This work is extremely rare. The Thein/Lasansky raisonné incorrectly lists this work as a lithograph and had no impression to illustrate at the time of publication. This plate was done nearly a decade before the Lasansky family left for the U.S. in 1943, while Argentina was embroiled in the "Decada Infame" in which political upheaval exascerbated economic depression and social unrest. At the time of its creation, this image would have been dangerous for Lasansky to edition and sell, as the imagery suggests sympathy toward working class struggles during a time when dictatorship was on the horizon.
In place of a title, in the lower left margin Lasansky has annotated "Punta Seca," which translates in English to "Dry Point." Is this a reference to the media it is done in, or is it a veiled political reference? Then, as today, artists rarely noted the media at all, let alone in place of the title. Since this was printed in Argentina during such intense sociopolitical times, it would have been in his interest to mask the startling title.

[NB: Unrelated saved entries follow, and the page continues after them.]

//! Planner configuration from TOML (`[planner]` section)

use nl2plan_domain::{ConfigIssue, ConfigIssueCode};
use serde::{Deserialize, Serialize};

/// Raw planner configuration from TOML
///
/// # Example
///
/// ```toml
/// [planner]
/// command = "fast-downward.py --alias lama-first {domain} {problem}"
/// no_plan_markers = ["Search stopped without finding a solution"]
/// timeout_secs = 120
/// ```
#[derive(Debug, Clone, PartialEq, Eq, Serialize, Deserialize)]
#[serde(default)]
pub struct FilePlannerConfig {
    /// Command line; `{domain}` and `{problem}` are replaced by file paths
    pub command: String,
    /// Output fragments meaning the planner proved there is no plan
    pub no_plan_markers: Vec<String>,
    pub timeout_secs: Option<u64>,
}

impl Default for FilePlannerConfig {
    fn default() -> Self {
        Self {
            command: String::new(),
            no_plan_markers: vec![
                "no solution".to_string(),
                "unsolvable".to_string(),
                "no plan".to_string(),
            ],
            timeout_secs: None,
        }
    }
}

impl FilePlannerConfig {
    pub fn validate(&self) -> Vec<ConfigIssue> {
        if self.command.trim().is_empty() {
            return vec![ConfigIssue::error(
                ConfigIssueCode::EmptyValue {
                    field: "planner.command".to_string(),
                },
                "planner.command must be set",
            )];
        }
        vec![]
    }
}
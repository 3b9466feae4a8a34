//! Progress reporting for pipeline runs and batches

use colored::Colorize;
use indicatif::{ProgressBar, ProgressStyle};
use nl2plan_application::{OutcomeCode, PipelinePhase, PipelineProgress};
use std::sync::Mutex;
use std::time::Duration;

/// Reports progress with a spinner per phase
pub struct ProgressReporter {
    phase_bar: Mutex<Option<ProgressBar>>,
    task_prefix: Mutex<String>,
}

impl ProgressReporter {
    pub fn new() -> Self {
        Self {
            phase_bar: Mutex::new(None),
            task_prefix: Mutex::new(String::new()),
        }
    }

    fn spinner_style() -> ProgressStyle {
        ProgressStyle::default_spinner()
            .template("{spinner:.green} {prefix:.bold.cyan} {msg}")
            .unwrap_or_else(|_| ProgressStyle::default_spinner())
    }

    pub(crate) fn phase_display_name(phase: PipelinePhase) -> &'static str {
        match phase {
            PipelinePhase::Extract => "Extracting model",
            PipelinePhase::Render => "Rendering definitions",
            PipelinePhase::Save => "Saving artifacts",
            PipelinePhase::Plan => "Running planner",
        }
    }

    fn prefix(&self) -> String {
        self.task_prefix
            .lock()
            .map(|p| p.clone())
            .unwrap_or_default()
    }
}

impl Default for ProgressReporter {
    fn default() -> Self {
        Self::new()
    }
}

impl PipelineProgress for ProgressReporter {
    fn on_phase_start(&self, phase: PipelinePhase) {
        let pb = ProgressBar::new_spinner();
        pb.set_style(Self::spinner_style());
        pb.set_prefix(self.prefix());
        pb.set_message(format!("{}...", Self::phase_display_name(phase)));
        pb.enable_steady_tick(Duration::from_millis(100));

        if let Ok(mut slot) = self.phase_bar.lock()
            && let Some(previous) = slot.replace(pb)
        {
            previous.finish_and_clear();
        }
    }

    fn on_phase_complete(&self, phase: PipelinePhase, success: bool) {
        let Ok(mut slot) = self.phase_bar.lock() else {
            return;
        };
        if let Some(pb) = slot.take() {
            let name = Self::phase_display_name(phase);
            if success {
                pb.finish_with_message(format!("{} {}", "v".green(), name));
            } else {
                pb.finish_with_message(format!("{} {}", "x".red(), name));
            }
        }
    }

    fn on_retry(&self, attempt: usize, max_attempts: usize, error: &str) {
        if let Ok(slot) = self.phase_bar.lock()
            && let Some(pb) = slot.as_ref()
        {
            let first_line = error.lines().next().unwrap_or_default();
            pb.set_message(format!(
                "{} {}",
                format!("attempt {}/{} failed:", attempt, max_attempts).yellow(),
                first_line
            ));
        }
    }

    fn on_task_start(&self, name: &str, index: usize, total: usize) {
        if let Ok(mut prefix) = self.task_prefix.lock() {
            *prefix = format!("[{}/{}] {}", index, total, name);
        }
    }

    fn on_task_skipped(&self, name: &str) {
        eprintln!("{} {} (already done)", "-".dimmed(), name.dimmed());
    }

    fn on_task_complete(&self, name: &str, code: OutcomeCode) {
        if code.is_success() {
            eprintln!("{} {}", "v".green(), name);
        } else {
            eprintln!("{} {} {}", "x".red(), name, code.to_string().red());
        }
    }
}

/// Simple text-based progress (no fancy UI)
pub struct SimpleProgress;

impl PipelineProgress for SimpleProgress {
    fn on_phase_start(&self, phase: PipelinePhase) {
        eprintln!(
            "{} {}",
            "->".cyan(),
            ProgressReporter::phase_display_name(phase).bold()
        );
    }

    fn on_phase_complete(&self, phase: PipelinePhase, success: bool) {
        if !success {
            eprintln!("  {} {} failed", "x".red(), phase);
        }
    }

    fn on_retry(&self, attempt: usize, max_attempts: usize, error: &str) {
        eprintln!(
            "  {} attempt {}/{}: {}",
            "!".yellow(),
            attempt,
            max_attempts,
            error.lines().next().unwrap_or_default()
        );
    }

    fn on_task_start(&self, name: &str, index: usize, total: usize) {
        eprintln!("{} [{}/{}] {}", "==".cyan(), index, total, name.bold());
    }

    fn on_task_skipped(&self, name: &str) {
        eprintln!("{} {} (already done)", "--".dimmed(), name);
    }

    fn on_task_complete(&self, name: &str, code: OutcomeCode) {
        eprintln!("  {} {}", name, code);
    }
}

#[cfg(test)]
mod tests {
    use super::*;

    #[test]
    fn test_phase_names_are_distinct() {
        let names: std::collections::HashSet<_> = [
            PipelinePhase::Extract,
            PipelinePhase::Render,
            PipelinePhase::Save,
            PipelinePhase::Plan,
        ]
        .into_iter()
        .map(ProgressReporter::phase_display_name)
        .collect();
        assert_eq!(names.len(), 4);
    }

    #[test]
    fn test_task_prefix_tracks_batch_position() {
        let reporter = ProgressReporter::new();
        reporter.on_task_start("t2", 2, 5);
        assert_eq!(reporter.prefix(), "[2/5] t2");
    }

    #[test]
    fn test_phase_lifecycle_clears_bar() {
        let reporter = ProgressReporter::new();
        reporter.on_phase_start(PipelinePhase::Extract);
        reporter.on_retry(1, 3, "Could not find the 'PREDICATES' section");
        reporter.on_phase_complete(PipelinePhase::Extract, true);
        assert!(reporter.phase_bar.lock().unwrap().is_none());
    }
}
//! Logical-expression extraction from noisy model output.
//!
//! Preconditions, effects and subtask bodies arrive wrapped in commentary,
//! bullets and code fences. [`extract_logical_expression`] keeps only the
//! parenthesized formula.

use crate::parsing::error::ParseError;

/// Pull the single parenthesized formula out of `text`.
///
/// Equivalent to collecting every greedy `\((.*)\)` match (dot matching
/// newlines) and keeping the longest one. A greedy match starting at the
/// first `(` always reaches the last `)`, so that span is the answer.
/// Parenthesis balance is not verified.
///
/// ```
/// use nl2plan_domain::markdown::expression::extract_logical_expression;
///
/// let expr = extract_logical_expression("noise (a (b) c) trailing").unwrap();
/// assert_eq!(expr, "(a (b) c)");
/// ```
pub fn extract_logical_expression(text: &str) -> Result<String, ParseError> {
    let open = text.find('(').ok_or(ParseError::NoLogicalExpression)?;
    let close = text.rfind(')').ok_or(ParseError::NoLogicalExpression)?;
    if close <= open {
        return Err(ParseError::NoLogicalExpression);
    }
    Ok(format!("({})", &text[open + 1..close]))
}

/// Inner content of the balanced `(keyword ...)` form in rendered planning text.
///
/// Used to re-isolate blocks such as `(:predicates ...)` from a rendered
/// domain. Returns `None` when the keyword is absent or never closed.
pub fn find_keyword_block<'a>(text: &'a str, keyword: &str) -> Option<&'a str> {
    let needle = format!("({}", keyword);
    let mut search_from = 0;

    while let Some(rel) = text[search_from..].find(&needle) {
        let start = search_from + rel;
        let content_start = start + needle.len();
        search_from = content_start;

        // `(:action` must not match `(:actions`
        let boundary_ok = text[content_start..]
            .chars()
            .next()
            .is_none_or(|c| c.is_whitespace() || c == '(' || c == ')');
        if !boundary_ok {
            continue;
        }

        let mut depth = 1usize;
        for (offset, c) in text[content_start..].char_indices() {
            match c {
                '(' => depth += 1,
                ')' => {
                    depth -= 1;
                    if depth == 0 {
                        return Some(text[content_start..content_start + offset].trim());
                    }
                }
                _ => {}
            }
        }
        return None;
    }

    None
}

#[cfg(test)]
mod tests {
    use super::*;

    #[test]
    fn test_longest_match_wins() {
        assert_eq!(
            extract_logical_expression("noise (a (b) c) trailing").unwrap(),
            "(a (b) c)"
        );
    }

    #[test]
    fn test_spans_multiple_lines() {
        let text = "Here are the effects:\n```\n(and\n  (holding ?b)\n  (not (clear ?b)))\n```\nDone.";
        assert_eq!(
            extract_logical_expression(text).unwrap(),
            "(and\n  (holding ?b)\n  (not (clear ?b)))"
        );
    }

    #[test]
    fn test_disjoint_expressions_are_joined() {
        // Greedy matching spans first '(' to last ')'.
        assert_eq!(extract_logical_expression("(a) and (b)").unwrap(), "(a) and (b)");
    }

    #[test]
    fn test_no_parentheses_is_error() {
        let err = extract_logical_expression("no formula here").unwrap_err();
        assert!(matches!(err, ParseError::NoLogicalExpression));
        assert!(err.to_string().contains("entire response"));
    }

    #[test]
    fn test_close_before_open_is_error() {
        assert!(extract_logical_expression(") backwards (").is_err());
    }

    #[test]
    fn test_empty_expression() {
        assert_eq!(extract_logical_expression("()").unwrap(), "()");
    }

    #[test]
    fn test_find_keyword_block() {
        let domain = "(define (domain d)\n   (:predicates \n      (on ?a - block)\n   )\n   (:action a)\n)";
        assert_eq!(find_keyword_block(domain, ":predicates"), Some("(on ?a - block)"));
        assert_eq!(find_keyword_block(domain, ":types"), None);
    }

    #[test]
    fn test_find_keyword_block_respects_word_boundary() {
        let text = "(:actions x) (:action y)";
        assert_eq!(find_keyword_block(text, ":action"), Some("y"));
    }
}
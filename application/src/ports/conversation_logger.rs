//! Port for structured conversation logging.
//!
//! Records every prompt, response and failed extraction attempt as a
//! machine-readable transcript (JSONL in the infrastructure adapter).
//! `tracing` still carries the human-readable diagnostics.

use serde_json::Value;

/// Event type names written by the use cases.
pub mod events {
    pub const PROMPT: &str = "prompt";
    pub const RESPONSE: &str = "llm_response";
    pub const ATTEMPT_FAILED: &str = "extraction_attempt_failed";
    pub const PARSE_ISSUE: &str = "parse_issue";
    pub const RUN_FINISHED: &str = "run_finished";
}

/// A structured conversation event.
///
/// The adapter adds the timestamp when the event is written.
#[derive(Debug, Clone)]
pub struct ConversationEvent {
    /// Event type identifier, one of [`events`].
    pub event_type: &'static str,
    /// JSON payload with event-specific data.
    pub payload: Value,
}

impl ConversationEvent {
    pub fn new(event_type: &'static str, payload: Value) -> Self {
        Self {
            event_type,
            payload,
        }
    }
}

/// Port for logging conversation events.
///
/// `log` is synchronous and infallible; write failures are dropped by the
/// adapter so the pipeline never stops on logging.
pub trait ConversationLogger: Send + Sync {
    fn log(&self, event: ConversationEvent);
}

/// No-op implementation for tests and when logging is disabled.
pub struct NoConversationLogger;

impl ConversationLogger for NoConversationLogger {
    fn log(&self, _event: ConversationEvent) {}
}
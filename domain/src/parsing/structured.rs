//! Action and method bodies.
//!
//! Both are `## name` sections whose body carries fixed marker lines:
//!
//! ```text
//! ## pick-up
//! ### Action Parameters
//! - ?b - block: the block to pick up
//! ### Action Preconditions
//! (and (clear ?b) (handempty))
//! ### Action Effects
//! (and (holding ?b) (not (clear ?b)))
//! ```

use super::declarations::parse_parameter_block;
use super::error::{ParseError, ParseIssue, Parsed};
use crate::markdown::expression::extract_logical_expression;
use crate::markdown::sections::{labeled_block, Section};
use crate::planning::entities::{Action, Method, ParameterList};

pub const ACTION_PARAMETERS: &str = "Action Parameters";
pub const ACTION_PRECONDITIONS: &str = "Action Preconditions";
pub const ACTION_EFFECTS: &str = "Action Effects";
pub const METHOD_PARAMETERS: &str = "Method Parameters";
pub const METHOD_TASK: &str = "Method Task";
pub const METHOD_ORDERED_SUBTASKS: &str = "Method Ordered Subtasks";

const MARKERS: [&str; 6] = [
    ACTION_PARAMETERS,
    ACTION_PRECONDITIONS,
    ACTION_EFFECTS,
    METHOD_PARAMETERS,
    METHOD_TASK,
    METHOD_ORDERED_SUBTASKS,
];

fn parameters(
    body: &str,
    marker: &str,
    entity: &'static str,
    name: &str,
    issues: &mut Vec<ParseIssue>,
) -> ParameterList {
    match labeled_block(body, marker, &MARKERS) {
        Some(block) => parse_parameter_block(&block).drain_into(issues),
        None => {
            issues.push(ParseIssue::MissingParameters {
                entity,
                name: name.to_string(),
            });
            ParameterList::new()
        }
    }
}

fn required_block(
    body: &str,
    marker: &'static str,
    entity: &'static str,
    name: &str,
) -> Result<String, ParseError> {
    labeled_block(body, marker, &MARKERS).ok_or_else(|| ParseError::MissingMarker {
        entity,
        name: name.to_string(),
        marker,
    })
}

/// Parse the body of one `## <action>` section.
pub fn parse_action(body: &str, name: &str) -> Result<Parsed<Action>, ParseError> {
    let mut issues = Vec::new();
    let params = parameters(body, ACTION_PARAMETERS, "action", name, &mut issues);

    let preconditions = extract_logical_expression(&required_block(
        body,
        ACTION_PRECONDITIONS,
        "action",
        name,
    )?)?;
    let effects =
        extract_logical_expression(&required_block(body, ACTION_EFFECTS, "action", name)?)?;

    let action = Action {
        name: name.to_string(),
        params,
        preconditions,
        effects,
        raw: body.to_string(),
    };
    Ok(Parsed::new(action, issues))
}

/// Parse every `## <action>` section, in order.
pub fn parse_actions(sections: &[Section]) -> Result<Parsed<Vec<Action>>, ParseError> {
    let mut issues = Vec::new();
    let mut actions = Vec::with_capacity(sections.len());
    for section in sections {
        if section.heading.is_empty() {
            return Err(ParseError::UnnamedEntry {
                entity: "action",
                section: "ACTIONS".to_string(),
            });
        }
        actions.push(parse_action(&section.body, &section.heading)?.drain_into(&mut issues));
    }
    Ok(Parsed::new(actions, issues))
}

/// Parse the body of one `## <method>` section.
///
/// The method task is kept verbatim; only the ordered subtasks go through
/// [`extract_logical_expression`].
pub fn parse_method(body: &str, name: &str) -> Result<Parsed<Method>, ParseError> {
    let mut issues = Vec::new();
    let params = parameters(body, METHOD_PARAMETERS, "method", name, &mut issues);

    let task = required_block(body, METHOD_TASK, "method", name)?;
    if task.is_empty() {
        return Err(ParseError::InvalidExpression {
            entity: "method",
            name: name.to_string(),
            reason: format!("the '{}' block is empty", METHOD_TASK),
        });
    }
    let ordered_subtasks = extract_logical_expression(&required_block(
        body,
        METHOD_ORDERED_SUBTASKS,
        "method",
        name,
    )?)?;

    let method = Method {
        name: name.to_string(),
        params,
        task,
        ordered_subtasks,
        raw: body.to_string(),
    };
    Ok(Parsed::new(method, issues))
}

/// Parse the `## <method>` sections of one task, in order.
pub fn parse_methods(sections: &[Section], task: &str) -> Result<Parsed<Vec<Method>>, ParseError> {
    let mut issues = Vec::new();
    let mut methods = Vec::with_capacity(sections.len());
    for section in sections {
        if section.heading.is_empty() {
            return Err(ParseError::UnnamedEntry {
                entity: "method",
                section: task.to_string(),
            });
        }
        methods.push(parse_method(&section.body, &section.heading)?.drain_into(&mut issues));
    }
    Ok(Parsed::new(methods, issues))
}

#[cfg(test)]
mod tests {
    use super::*;

    const PICK_UP: &str = "\
### Action Parameters
```
- ?b - block: the block to pick up
```
### Action Preconditions
```
(and
    (clear ?b)
    (handempty)
)
```
### Action Effects
Picking up clears the hand:
```
(and (holding ?b) (not (clear ?b)) (not (handempty)))
```
";

    #[test]
    fn test_parse_action() {
        let parsed = parse_action(PICK_UP, "pick-up").unwrap();
        assert!(parsed.issues.is_empty());
        let action = parsed.value;
        assert_eq!(action.name, "pick-up");
        assert_eq!(action.params["?b"], "block");
        assert_eq!(action.preconditions, "(and\n    (clear ?b)\n    (handempty)\n)");
        assert_eq!(
            action.effects,
            "(and (holding ?b) (not (clear ?b)) (not (handempty)))"
        );
    }

    #[test]
    fn test_parse_action_with_bold_markers() {
        let body = "\
**Action Parameters**
- ?b - block
**Action Preconditions**
(clear ?b)
**Action Effects**
(holding ?b)
";
        let parsed = parse_action(body, "pick").unwrap();
        assert!(parsed.issues.is_empty());
        let action = parsed.value;
        assert_eq!(action.params.len(), 1);
        assert_eq!(action.params["?b"], "block");
        assert_eq!(action.preconditions, "(clear ?b)");
        assert_eq!(action.effects, "(holding ?b)");
    }

    #[test]
    fn test_parse_method_with_bare_markers() {
        let body = "\
Method Parameters:
- ?p - package
Method Task:
(deliver ?p)
Method Ordered Subtasks:
(and (load ?p) (unload ?p))
";
        let parsed = parse_method(body, "deliver-direct").unwrap();
        assert!(parsed.issues.is_empty());
        assert_eq!(parsed.value.task, "(deliver ?p)");
        assert_eq!(parsed.value.ordered_subtasks, "(and (load ?p) (unload ?p))");
    }

    #[test]
    fn test_missing_effects_marker() {
        let body = PICK_UP.replace("### Action Effects", "### Results");
        let err = parse_action(&body, "pick-up").unwrap_err();
        assert_eq!(
            err,
            ParseError::MissingMarker {
                entity: "action",
                name: "pick-up".into(),
                marker: ACTION_EFFECTS,
            }
        );
    }

    #[test]
    fn test_effects_without_expression() {
        let body = "### Action Preconditions\n(clear ?b)\n### Action Effects\nnothing happens\n";
        let err = parse_action(body, "noop").unwrap_err();
        assert_eq!(err, ParseError::NoLogicalExpression);
    }

    #[test]
    fn test_missing_parameters_is_an_issue() {
        let body = "### Action Preconditions\n(clear ?b)\n### Action Effects\n(holding ?b)\n";
        let parsed = parse_action(body, "grab").unwrap();
        assert!(parsed.value.params.is_empty());
        assert_eq!(
            parsed.issues,
            vec![ParseIssue::MissingParameters {
                entity: "action",
                name: "grab".into()
            }]
        );
    }

    #[test]
    fn test_parse_methods_keeps_task_verbatim() {
        let sections = vec![
            Section {
                heading: "deliver-direct".into(),
                body: "### Method Parameters\n- ?p - package\n- ?l - location\n### Method Task\n(deliver ?p ?l)\n### Method Ordered Subtasks\n(and (load ?p) (move ?l) (unload ?p))".into(),
            },
            Section {
                heading: "deliver-noop".into(),
                body: "### Method Task\ndeliver ?p ?l\n### Method Ordered Subtasks\n()".into(),
            },
        ];
        let parsed = parse_methods(&sections, "deliver").unwrap();
        assert_eq!(parsed.value.len(), 2);
        assert_eq!(parsed.value[0].task, "(deliver ?p ?l)");
        assert_eq!(parsed.value[0].params.len(), 2);
        assert_eq!(parsed.value[1].task, "deliver ?p ?l");
        assert_eq!(parsed.value[1].ordered_subtasks, "()");
        assert_eq!(parsed.issues.len(), 1);
    }

    #[test]
    fn test_empty_method_task_is_invalid() {
        let body = "### Method Task\n```\n```\n### Method Ordered Subtasks\n(a)";
        let err = parse_method(body, "m").unwrap_err();
        assert!(matches!(err, ParseError::InvalidExpression { .. }));
    }

    #[test]
    fn test_unnamed_action_heading() {
        let sections = vec![Section {
            heading: String::new(),
            body: PICK_UP.into(),
        }];
        assert!(matches!(
            parse_actions(&sections),
            Err(ParseError::UnnamedEntry { entity: "action", .. })
        ));
    }
}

The image itself is as powerful today as it was in 1935. A mourning woman stands before a row of bodies, searching for a loved one among the four adults and one child. Behind her a man is bent in grief, holding a hammer in his left hand as a representation of the working class. Beyond the open drapery in the background, three figures seated on a bench await their turn to search.
The 'Década Infame' would lead to Juan Peron's troubled rise to power in 1946. Lasansky, who left for New York on a Guggenheim Fellowship earlier that year, sent for his family to remove them from the continued danger that threatened the daily lives of Argentina's working class.